17 jul 2009

Mi mujer y mis hijos se fueron a la costa hace un par de semanas, alejándose del ambiente viciado de una ciudad que se quema al sol de julio. Yo, claro, estoy de Rodríguez. Es decir, de amo y señor de mi casa, una casa vacía en la que ni siquiera se adivinan las risas, las carreras y los llantos que los pequeños regalan a todas horas. Una casa en la que me falta mi mujer, que es el corazón de todo hogar. Y voy de mi mesa de despacho al dormitorio, del dormitorio a la cocina, de la cocina a mi mesa de despacho… como los felinos enjaulados, que gastan el perímetro de su prisión de tanto buscar una salida.

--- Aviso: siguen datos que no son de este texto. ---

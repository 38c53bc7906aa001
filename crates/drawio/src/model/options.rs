//! Diagram configuration.
//!
//! A document is configured with a list of [`DiagramOption`]s applied in
//! order at construction time. [`DiagramOptions`] sets everything at once
//! and converts into such a list.

use log::debug;

use crate::model::GraphModel;

/// One configuration setting.
#[derive(Debug, Clone, PartialEq, Eq)]
pub enum DiagramOption {
    GridSize(i32),
    ShowGrid(bool),
    /// Retained in [`Appearance`]; not written to the file.
    ShowBackground(bool),
    PageView(bool),
    Shadow(bool),
    ConnectionArrows(bool),
    ConnectionPoints(bool),
    Guides(bool),
    /// Retained in [`Appearance`]; not written to the file.
    GridColor(String),
    /// Retained in [`Appearance`]; not written to the file.
    BackgroundColor(String),
}

/// Settings accepted by the builder that have no attribute in the file.
#[derive(Debug, Clone, Default, PartialEq, Eq)]
pub struct Appearance {
    pub show_background: bool,
    pub grid_color: Option<String>,
    pub background_color: Option<String>,
}

impl DiagramOption {
    /// Applies the setting to a model, or to `appearance` for settings the
    /// file cannot carry.
    pub fn apply(self, model: &mut GraphModel, appearance: &mut Appearance) {
        match self {
            DiagramOption::GridSize(size) => model.grid_size = size,
            DiagramOption::ShowGrid(on) => model.grid = Some(on),
            DiagramOption::PageView(on) => model.page = Some(on),
            DiagramOption::Shadow(on) => model.shadow = Some(on),
            DiagramOption::ConnectionArrows(on) => model.arrows = Some(on),
            DiagramOption::ConnectionPoints(on) => model.connect = Some(on),
            DiagramOption::Guides(on) => model.guides = Some(on),
            DiagramOption::ShowBackground(on) => {
                debug!(show_background = on; "Option has no file attribute; retained only");
                appearance.show_background = on;
            }
            DiagramOption::GridColor(color) => {
                debug!(grid_color = color.as_str(); "Option has no file attribute; retained only");
                appearance.grid_color = Some(color);
            }
            DiagramOption::BackgroundColor(color) => {
                debug!(background_color = color.as_str(); "Option has no file attribute; retained only");
                appearance.background_color = Some(color);
            }
        }
    }
}

/// Every setting at once.
///
/// `Default` matches a new document, so struct-update syntax changes only
/// the named settings.
#[derive(Debug, Clone, PartialEq, Eq)]
pub struct DiagramOptions {
    pub grid_size: i32,
    pub show_grid: bool,
    pub page_view: bool,
    pub show_background: bool,
    pub shadow: bool,
    pub grid_color: Option<String>,
    pub background_color: Option<String>,
    pub connection_arrows: bool,
    pub connection_points: bool,
    pub guides: bool,
}

impl Default for DiagramOptions {
    fn default() -> Self {
        Self {
            grid_size: GraphModel::DEFAULT_GRID_SIZE,
            show_grid: true,
            page_view: true,
            show_background: false,
            shadow: false,
            grid_color: None,
            background_color: None,
            connection_arrows: true,
            connection_points: true,
            guides: true,
        }
    }
}

impl From<DiagramOptions> for Vec<DiagramOption> {
    fn from(options: DiagramOptions) -> Self {
        let mut list = vec![
            DiagramOption::GridSize(options.grid_size),
            DiagramOption::ShowGrid(options.show_grid),
            DiagramOption::PageView(options.page_view),
            DiagramOption::ShowBackground(options.show_background),
            DiagramOption::Shadow(options.shadow),
            DiagramOption::ConnectionArrows(options.connection_arrows),
            DiagramOption::ConnectionPoints(options.connection_points),
            DiagramOption::Guides(options.guides),
        ];
        list.extend(options.grid_color.map(DiagramOption::GridColor));
        list.extend(options.background_color.map(DiagramOption::BackgroundColor));
        list
    }
}

impl IntoIterator for DiagramOptions {
    type Item = DiagramOption;
    type IntoIter = std::vec::IntoIter<DiagramOption>;

    fn into_iter(self) -> Self::IntoIter {
        Vec::from(self).into_iter()
    }
}

#[cfg(test)]
mod tests {
    use super::*;

    fn configured(options: impl IntoIterator<Item = DiagramOption>) -> (GraphModel, Appearance) {
        let mut model = GraphModel::with_defaults();
        let mut appearance = Appearance::default();
        for option in options {
            option.apply(&mut model, &mut appearance);
        }
        (model, appearance)
    }

    #[test]
    fn test_model_options() {
        let (model, appearance) = configured([
            DiagramOption::GridSize(25),
            DiagramOption::ShowGrid(false),
            DiagramOption::Shadow(true),
            DiagramOption::ConnectionPoints(false),
            DiagramOption::ConnectionArrows(false),
            DiagramOption::PageView(false),
            DiagramOption::Guides(false),
        ]);
        assert_eq!(model.grid_size, 25);
        assert_eq!(model.grid, Some(false));
        assert_eq!(model.shadow, Some(true));
        assert_eq!(model.connect, Some(false));
        assert_eq!(model.arrows, Some(false));
        assert_eq!(model.page, Some(false));
        assert_eq!(model.guides, Some(false));
        assert_eq!(appearance, Appearance::default());
    }

    #[test]
    fn test_appearance_options_retained() {
        let (model, appearance) = configured([
            DiagramOption::GridColor("#d0d0d0".into()),
            DiagramOption::BackgroundColor("#ffffff".into()),
            DiagramOption::ShowBackground(true),
        ]);
        assert_eq!(model, GraphModel::with_defaults());
        assert_eq!(appearance.grid_color.as_deref(), Some("#d0d0d0"));
        assert_eq!(appearance.background_color.as_deref(), Some("#ffffff"));
        assert!(appearance.show_background);
    }

    #[test]
    fn test_later_options_win() {
        let (model, _) = configured([DiagramOption::GridSize(5), DiagramOption::GridSize(15)]);
        assert_eq!(model.grid_size, 15);
    }

    #[test]
    fn test_default_options_are_noop() {
        let (model, appearance) = configured(DiagramOptions::default());
        assert_eq!(model, GraphModel::with_defaults());
        assert_eq!(appearance, Appearance::default());
    }

    #[test]
    fn test_options_struct() {
        let options = DiagramOptions {
            shadow: true,
            grid_size: 25,
            grid_color: Some("#eee".into()),
            ..DiagramOptions::default()
        };
        let list: Vec<DiagramOption> = options.into();
        assert_eq!(list.len(), 9);
        assert!(list.contains(&DiagramOption::Shadow(true)));
        assert!(list.contains(&DiagramOption::GridColor("#eee".into())));
        assert!(list.contains(&DiagramOption::Guides(true)));
    }
}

No es que la casa se me caiga encima. Aprovecho estas últimas semanas del mes para acelerar mi trabajo con el fin de disfrutar de un agosto sin otras cargas que las demandadas por mi familia. Sin embargo, soy un mal Rodríguez. Para cocer un poco de arroz, utilizo dos y hasta tres cacerolas. Y la ropa usada se va acumulando en la cesta, a la espera de unas manos invisibles que la lleven a la lavadora. Por no hablar de mi cama, hecha cada día “a la francesa” (un tirón enérgico de la punta de la sábana antes de dar el ejercicio por concluido).La vida eremítica del Rodríguez consigue que terminemos por sacar nuestros gestos de plantígrados, esto es: beber el agua directamente de la botella, comer reiterativamente productos de conserva, construir con los platos sucios una peligrosa montaña de loza… Nuestra negación masculina para la soledad ya se contó en el Génesis, es decir, en el comienzo de la Historia. Incluso permitimos que Dios nos arrancara una costilla para modelar a nuestra compañera. Y los Evangelios hablan también de la rotundidad con la que Jesús definió y defendió la ligazón matrimonial. La compañía, el matrimonio es, por tanto, no sólo necesario para la perpetuación de la especie sino muy saludable, especialmente para el hombre.

En ocasiones, sobre todo cuando uno se encuentra hastiado del curso, deseo estos días de pretendida paz, en los que la ausencia de mi esposa y de mis hijos me permite escribir sin freno, dibujar y pintar a mi gusto, escuchar música y ver la tele con los pies encima de la mesa. Pero me bastan unas horas de estas licencias para echar de menos las órdenes de la que maneja la intendencia, la jarana de los niños, los llantos, los ladridos del perro y el maullar infantil de nuestro gato gris.